** WORK ITEM **
Retype the data below, every word of it, exactly.

** SUPPLIED RECORDS **
-*-

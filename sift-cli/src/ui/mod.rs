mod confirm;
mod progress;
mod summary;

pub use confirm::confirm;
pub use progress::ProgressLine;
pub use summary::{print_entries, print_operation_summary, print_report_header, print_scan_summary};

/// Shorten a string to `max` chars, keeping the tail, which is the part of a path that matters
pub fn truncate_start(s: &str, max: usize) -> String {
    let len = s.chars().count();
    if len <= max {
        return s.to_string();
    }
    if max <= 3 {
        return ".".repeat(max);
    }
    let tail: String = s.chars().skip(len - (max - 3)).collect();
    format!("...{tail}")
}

-*-

** TASK SOLUTION **
filename sift-cli/src/ui/mod.rs
mod confirm;
mod progress;
mod summary;

pub use confirm::confirm;
pub use progress::ProgressLine;
pub use summary::{print_entries, print_operation_summary, print_report_header, print_scan_summary};

/// Shorten a string to `max` chars, keeping the tail, which is the part of a path that matters
pub fn truncate_start(s: &str, max: usize) -> String {
    let len = s.chars().count();
    if len <= max {
        return s.to_string();
    }
    if max <= 3 {
        return ".".repeat(max);
    }
    let tail: String = s.chars().skip(len - (max - 3)).collect();
    format!("...{tail}")
}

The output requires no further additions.